Worms-style terrain

Monkey Forums/Monkey Programming/Worms-style terrain

misterSquare(Posted 2012) [#1]
Hi all - I'm fairly new to Monkey, so apologies in advance for any daft questions!

I'm interested in creating a Worms-style terrain engine for the game I'm currently working on - so you'd have a big land mass that you can dynamically blow chunks out of. Doing a bit of research online, and there seem to be quite a few suggested techniques for achieving this - the simplest being to punch holes in an image by explicitly masking out pixels in the source texture. Having had a dig around in the monkey code, it doesn't appear like there's any support for anything like that (ie. directly manipulating pixels in a texture) at the generic language level, although it could feasibly be added with a bit of modification to the various native platform code files.

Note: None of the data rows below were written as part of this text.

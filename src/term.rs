use crate::{TermInt, Coords};
use std::{io::{Stdout, Write, stdout}, time::Instant};

use anyhow::{Context, Result};
use crossterm::{cursor, execute, queue, style, terminal};
use crossterm::terminal::{ClearType, EnterAlternateScreen, LeaveAlternateScreen};
use crossterm::event::{Event, KeyEvent, read, poll};

pub struct TermManager {
    width: TermInt,
    height: TermInt,
    stdout: Stdout,
    screen: Vec<char>,
    current_msg: Option<Message>,
}

struct Message {
    top_left: Coords,
    width: TermInt,
    height: TermInt,
}

impl TermManager {
    pub fn new() -> Result<Self> {
        let (width, height) = terminal::size().context("Error reading terminal size")?;
        let stdout = stdout();
        let screen = vec![' '; width as usize * height as usize];
        Ok(TermManager { width, height, stdout, screen, current_msg: None })
    }

    pub fn setup(&mut self) -> Result<()> {
        execute!(self.stdout, EnterAlternateScreen).context("Error entering alt screen")?;
        terminal::enable_raw_mode().context("Error enabling raw mode")?;
        execute!(self.stdout, cursor::Hide, cursor::DisableBlinking).context("Error hiding cursor")?;
        Ok(())
    }

    pub fn restore(&mut self) -> Result<()> {
        terminal::disable_raw_mode().context("Error disabling raw mode")?;
        execute!(self.stdout, cursor::Show, cursor::EnableBlinking).context("Error showing cursor")?;
        execute!(self.stdout, LeaveAlternateScreen).context("Error leaving alt screen")?;
        Ok(())
    }

    pub fn read_key_blocking(&self) -> Result<KeyEvent> {
        loop {
            if let Event::Key(ev) = read().context("Error reading key")? {
                return Ok(ev);
            }
        }
    }

    /// Waits for a key press until `deadline`. Returns `None` once the deadline has passed.
    pub fn next_key_before(&self, deadline: Instant) -> Result<Option<KeyEvent>> {
        loop {
            let now = Instant::now();
            if now >= deadline {
                return Ok(None);
            }

            if poll(deadline - now).context("Error polling events")? {
                if let Event::Key(ev) = read().context("Error reading key")? {
                    return Ok(Some(ev));
                }
            }
        }
    }

    pub fn get_terminal_size(&self) -> Coords {
        (self.width, self.height)
    }

    /// Draws a box of `size` at the top left corner, with `title` set into the top edge.
    pub fn draw_borders(&mut self, size: Coords, title: &str) -> Result<()> {
        let (width, height) = size;
        let end_x = width - 1;
        let end_y = height - 1;

        for x in 0..width {
            let ch = if x == 0 || x == end_x {'+'} else {'-'};
            self.print_at((x, 0), ch)?;
            self.print_at((x, end_y), ch)?;
        }

        for y in 1..end_y {
            self.print_at((0, y), '|')?;
            self.print_at((end_x, y), '|')?;
        }

        self.print_title(size, title)
    }

    /// Rewrites the title in the top edge, padding out whatever was there before.
    pub fn print_title(&mut self, size: Coords, title: &str) -> Result<()> {
        let room = size.0.saturating_sub(4) as usize;
        let text = format!(" {} ", title);
        let padded = format!("{:-<width$}", text, width = room);

        for (i, ch) in padded.chars().take(room).enumerate() {
            self.print_at((2 + i as TermInt, 0), ch)?;
        }

        self.flush()
    }

    pub fn show_message(&mut self, lines: &[&str]) -> Result<()> {
        if self.has_message() {
            self.hide_message()?;
        }

        let msg_height = (lines.len() + 2) as TermInt;
        let msg_width = (lines.iter().map(|x| x.chars().count()).max().unwrap_or(0) + 2) as TermInt;
        let msg_height = msg_height.min(self.height);
        let msg_width = msg_width.min(self.width);
        let center = (self.width / 2, self.height / 2);
        let top_left = (center.0.saturating_sub(msg_width / 2), center.1.saturating_sub(msg_height / 2));

        // Print the top and bottom empty lines
        for y in [top_left.1, top_left.1 + msg_height - 1].iter() {
            for x_diff in 0..msg_width {
                self.print_at_no_save((top_left.0 + x_diff, *y), ' ')?;
            }
        }

        // Print the message lines
        for (i, line) in lines.iter().enumerate().take(msg_height.saturating_sub(2) as usize) {
            let padded_line = format!("{line: ^width$}", line = line, width = msg_width as usize);
            let y = top_left.1 + i as TermInt + 1;
            for (x_diff, ch) in padded_line.chars().take(msg_width as usize).enumerate() {
                self.print_at_no_save((top_left.0 + x_diff as TermInt, y), ch)?;
            }
        }

        self.current_msg = Some(Message { top_left, width: msg_width, height: msg_height });
        self.flush()
    }

    pub fn hide_message(&mut self) -> Result<()> {
        let msg = match self.current_msg.take() {
            Some(msg) => msg,
            None => return Ok(()),
        };
        let top_left = msg.top_left;

        // Restore the content from the screen buffer
        for y_diff in 0..msg.height {
            for x_diff in 0..msg.width {
                let (x, y) = (top_left.0 + x_diff, top_left.1 + y_diff);
                let ch = self.screen[self.width as usize * y as usize + x as usize];
                self.print_at_no_save((x, y), ch)?;
            }
        }

        self.flush()
    }

    pub fn print_at(&mut self, pos: Coords, ch: char) -> Result<()> {
        if pos.0 >= self.width || pos.1 >= self.height {
            return Ok(());
        }
        self.screen[self.width as usize * pos.1 as usize + pos.0 as usize] = ch;
        // Cells under an open message stay hidden until it closes
        if self.covered_by_message(pos) {
            return Ok(());
        }
        self.print_at_no_save(pos, ch)
    }

    pub fn clear(&mut self) -> Result<()> {
        execute!(self.stdout, terminal::Clear(ClearType::All)).context("Error clearing")?;
        self.screen = vec![' '; self.width as usize * self.height as usize];
        Ok(())
    }

    pub fn flush(&mut self) -> Result<()> {
        self.stdout.flush().context("Error flushing")
    }

    pub fn has_message(&self) -> bool {
        self.current_msg.is_some()
    }

    ///////////////////////////////////////////////////////////////////////////

    fn covered_by_message(&self, pos: Coords) -> bool {
        self.current_msg.as_ref().map_or(false, |msg| {
            let (x0, y0) = msg.top_left;
            pos.0 >= x0 && pos.0 < x0 + msg.width && pos.1 >= y0 && pos.1 < y0 + msg.height
        })
    }

    fn print_at_no_save(&mut self, pos: Coords, ch: char) -> Result<()> {
        // To be used for printing messages, where we don't wanna overwrite our
        // local buffer to restore it when the message is hidden
        queue!(self.stdout, cursor::MoveTo(pos.0, pos.1), style::Print(ch)).context("Error queueing output")
    }
}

Before I continue down this road, I was just wondering if anyone else ever tried tackling these problems in Monkey before? (either the terrain issue, or runtime texture modification). If so, do you have any advice/tips/warnings/words of wisdom?


Raz(Posted 2012) [#2]
I could be completely wrong here, but this is based on my own understanding of Monkey and the types of things I believe it can let you do (this obviously ignores modifying targets etc).

Image manipulation isn't possible.
Per pixel collisions are not possible.

You could generate a map in a 2d array and modify each pixel as required (you could artificially texture the world by applying colours to each pixel). I imagine this would be very slow to render, but would be a nice simple way of managing collisions.

You could do things in reverse. Have a solid repeating texture for the whole level/screen and then draw "holes" on top of it. All of the in game items would be free to move as long as they are overlapping a hole, if they are not, they've hit a solid edge/wall.

Over all though I wouldn't say Monkey is a realistic target (yet?) for such a game.


Paul - Taiphoz(Posted 2012) [#3]
Before I started Term, I was planning to port my Sheep Blaster game over to monkey, which was my worms clone but with sheep, when I realized what I would have to do I opted for another project.

I looked at drawing holes, but your left with big black circles all over the place, which render over the top of your backdrop which looks daft, I was left with sky with black holes all over it.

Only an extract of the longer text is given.